Stored dataset items
use crate::{
    env::{Env, EnvironmentDescription, Space},
    env_builder::{EnvBuilderTrait, EnvBuilderType},
    preprocessors::{Preprocessor, PreprocessorKind},
    rng::next_seed,
};
use anyhow::{Result, bail, ensure};
use candle_core::{DType, Device, Tensor};
use std::sync::Arc;
use tracing::{debug, trace};

/// Shape, dtype and device of a single preprocessed observation, captured on reset. Terminated
/// envs report zeros of exactly this layout.
#[derive(Debug, Clone)]
struct SampleLayout {
    shape: Vec<usize>,
    dtype: DType,
    device: Device,
}

impl SampleLayout {
    fn of(sample: &Tensor) -> Self {
        Self {
            shape: sample.dims().to_vec(),
            dtype: sample.dtype(),
            device: sample.device().clone(),
        }
    }

    fn zeros(&self) -> Result<Tensor> {
        Ok(Tensor::zeros(self.shape.as_slice(), self.dtype, &self.device)?)
    }
}

#[derive(Debug, Clone)]
pub struct BatchStep {
    pub observations: Tensor,
    pub rewards: Tensor,
    pub dones: Vec<bool>,
}

impl BatchStep {
    pub fn done_mask(&self) -> Result<Tensor> {
        let mask = self.dones.iter().map(|done| *done as u8).collect::<Vec<_>>();
        let len = mask.len();
        Ok(Tensor::from_vec(mask, len, self.rewards.device())?)
    }

    pub fn all_done(&self) -> bool {
        self.dones.iter().all(|done| *done)
    }
}

/// A fixed set of envs stepped in lockstep. Once an env reports done it is frozen until the next
/// [`BatchedEnv::reset`] and contributes a zero observation and zero reward, so every batch keeps
/// the same leading dimension.
///
/// The spaces are taken from the first env, the batch is assumed to be homogeneous.
pub struct BatchedEnv<E: Env> {
    envs: Vec<E>,
    preprocessor: PreprocessorKind,
    env_description: EnvironmentDescription,
    layout: Option<SampleLayout>,
    dones: Vec<bool>,
}

impl<E: Env> BatchedEnv<E> {
    pub fn new<EB: EnvBuilderTrait<Env = E>>(
        builder: EB,
        batchsize: usize,
        preprocessor: Option<PreprocessorKind>,
    ) -> Result<Self> {
        let builder_type = EnvBuilderType::EnvBuilder {
            builder: Arc::new(builder),
            n_envs: batchsize,
        };
        Self::from_builder_type(&builder_type, preprocessor)
    }

    pub fn from_builder_type<EB: EnvBuilderTrait<Env = E>>(
        builder_type: &EnvBuilderType<EB>,
        preprocessor: Option<PreprocessorKind>,
    ) -> Result<Self> {
        ensure!(builder_type.num_envs() >= 1, "batch size must be at least 1");
        let envs = builder_type.build_envs()?;
        Self::from_envs(envs, preprocessor)
    }

    pub fn from_envs(envs: Vec<E>, preprocessor: Option<PreprocessorKind>) -> Result<Self> {
        let Some(first) = envs.first() else {
            bail!("batch size must be at least 1");
        };
        let env_description = first.env_description();
        let batchsize = envs.len();
        debug!(batchsize, "built batched env");
        Ok(Self {
            envs,
            preprocessor: preprocessor.unwrap_or_default(),
            env_description,
            layout: None,
            dones: vec![false; batchsize],
        })
    }

    pub fn batchsize(&self) -> usize {
        self.envs.len()
    }

    pub fn observation_space(&self) -> &Space {
        &self.env_description.observation_space
    }

    pub fn action_space(&self) -> &Space {
        &self.env_description.action_space
    }

    pub fn env_description(&self) -> &EnvironmentDescription {
        &self.env_description
    }

    pub fn preprocessor(&self) -> &PreprocessorKind {
        &self.preprocessor
    }

    pub fn dones(&self) -> &[bool] {
        &self.dones
    }

    /// Per env shape of a preprocessed observation, known after the first reset.
    pub fn sample_shape(&self) -> Option<&[usize]> {
        self.layout.as_ref().map(|layout| layout.shape.as_slice())
    }

    pub fn reset(&mut self) -> Result<Tensor> {
        let observations = self
            .envs
            .iter_mut()
            .map(|env| {
                let observation = env.reset(next_seed())?;
                Ok(self.preprocessor.transform(&observation)?)
            })
            .collect::<Result<Vec<_>>>()?;
        // from_envs guarantees at least one env
        self.layout = observations.first().map(SampleLayout::of);
        self.dones = vec![false; self.envs.len()];
        debug!(batchsize = self.envs.len(), "reset batched env");
        stack(&observations)
    }

    pub fn step(&mut self, actions: &Tensor, render: bool) -> Result<BatchStep> {
        let Some(layout) = self.layout.clone() else {
            bail!("step called before reset");
        };
        let Some(&n_actions) = actions.dims().first() else {
            bail!("actions need a leading batch axis, got a scalar");
        };
        ensure!(
            n_actions == self.envs.len(),
            "expected {} actions, got {n_actions}",
            self.envs.len()
        );
        let mut observations = Vec::with_capacity(self.envs.len());
        let mut rewards = Vec::with_capacity(self.envs.len());
        for (env_idx, env) in self.envs.iter_mut().enumerate() {
            if self.dones[env_idx] {
                observations.push(layout.zeros()?);
                rewards.push(0.);
                continue;
            }
            let action = unwrap_action(actions.get(env_idx)?)?;
            let snapshot = env.step(&action)?;
            observations.push(self.preprocessor.transform(&snapshot.state)?);
            rewards.push(snapshot.reward);
            if snapshot.done() {
                debug!(env_idx, "env finished its episode");
            }
            self.dones[env_idx] = snapshot.done();
        }
        if render {
            self.envs[0].render()?;
        }
        trace!(
            alive = self.dones.iter().filter(|done| !**done).count(),
            "stepped batched env"
        );
        let batchsize = rewards.len();
        Ok(BatchStep {
            observations: stack(&observations)?,
            rewards: Tensor::from_vec(rewards, batchsize, &layout.device)?,
            dones: self.dones.clone(),
        })
    }
}

// A single element action is handed over as its only element, anything else as is
fn unwrap_action(action: Tensor) -> Result<Tensor> {
    match action.dims().first() {
        Some(1) => Ok(action.get(0)?),
        _ => Ok(action),
    }
}

// Concatenates along the leading axis, treating rank zero and rank one samples as single rows.
fn stack(samples: &[Tensor]) -> Result<Tensor> {
    let rows = samples
        .iter()
        .map(|sample| match sample.rank() {
            0 => sample.reshape((1, 1)),
            1 => sample.unsqueeze(0),
            _ => Ok(sample.clone()),
        })
        .collect::<candle_core::Result<Vec<_>>>()?;
    Ok(Tensor::cat(&rows, 0)?)
}
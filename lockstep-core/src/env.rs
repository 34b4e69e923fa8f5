use anyhow::Result;
use candle_core::Tensor;

#[derive(Debug, Clone)]
pub enum Space {
    Discrete(usize),
    Continuous {
        min: Option<Tensor>,
        max: Option<Tensor>,
        shape: Vec<usize>,
    },
}

impl Space {
    pub fn continuous_from_dims(dims: Vec<usize>) -> Self {
        Self::Continuous {
            min: None,
            max: None,
            shape: dims,
        }
    }

    pub fn size(&self) -> usize {
        match &self {
            Self::Discrete(size) => *size,
            Self::Continuous { shape, .. } => shape.iter().product(),
        }
    }
}

#[derive(Debug, Clone)]
pub struct EnvironmentDescription {
    pub observation_space: Space,
    pub action_space: Space,
}

impl EnvironmentDescription {
    pub fn new(observation_space: Space, action_space: Space) -> Self {
        Self {
            observation_space,
            action_space,
        }
    }
}

/// What a single env step hands back. Whatever diagnostic info the simulator produces is dropped
/// before it reaches this struct.
#[derive(Debug, Clone)]
pub struct SnapShot {
    pub state: Tensor,
    pub reward: f32,
    pub terminated: bool,
    pub truncated: bool,
}

impl SnapShot {
    pub fn done(&self) -> bool {
        self.terminated || self.truncated
    }
}

pub trait Env {
    fn reset(&mut self, seed: u64) -> Result<Tensor>;
    fn step(&mut self, action: &Tensor) -> Result<SnapShot>;
    fn env_description(&self) -> EnvironmentDescription;

    // Most envs have nothing to show
    fn render(&mut self) -> Result<()> {
        Ok(())
    }
}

## [Task]
For the word "bail", find every line in the data that holds it and copy that line.

## [Exercise output]
use anyhow::{Result, bail, ensure};
            bail!("batch size must be at least 1");
            bail!("step called before reset");
            bail!("actions need a leading batch axis, got a scalar");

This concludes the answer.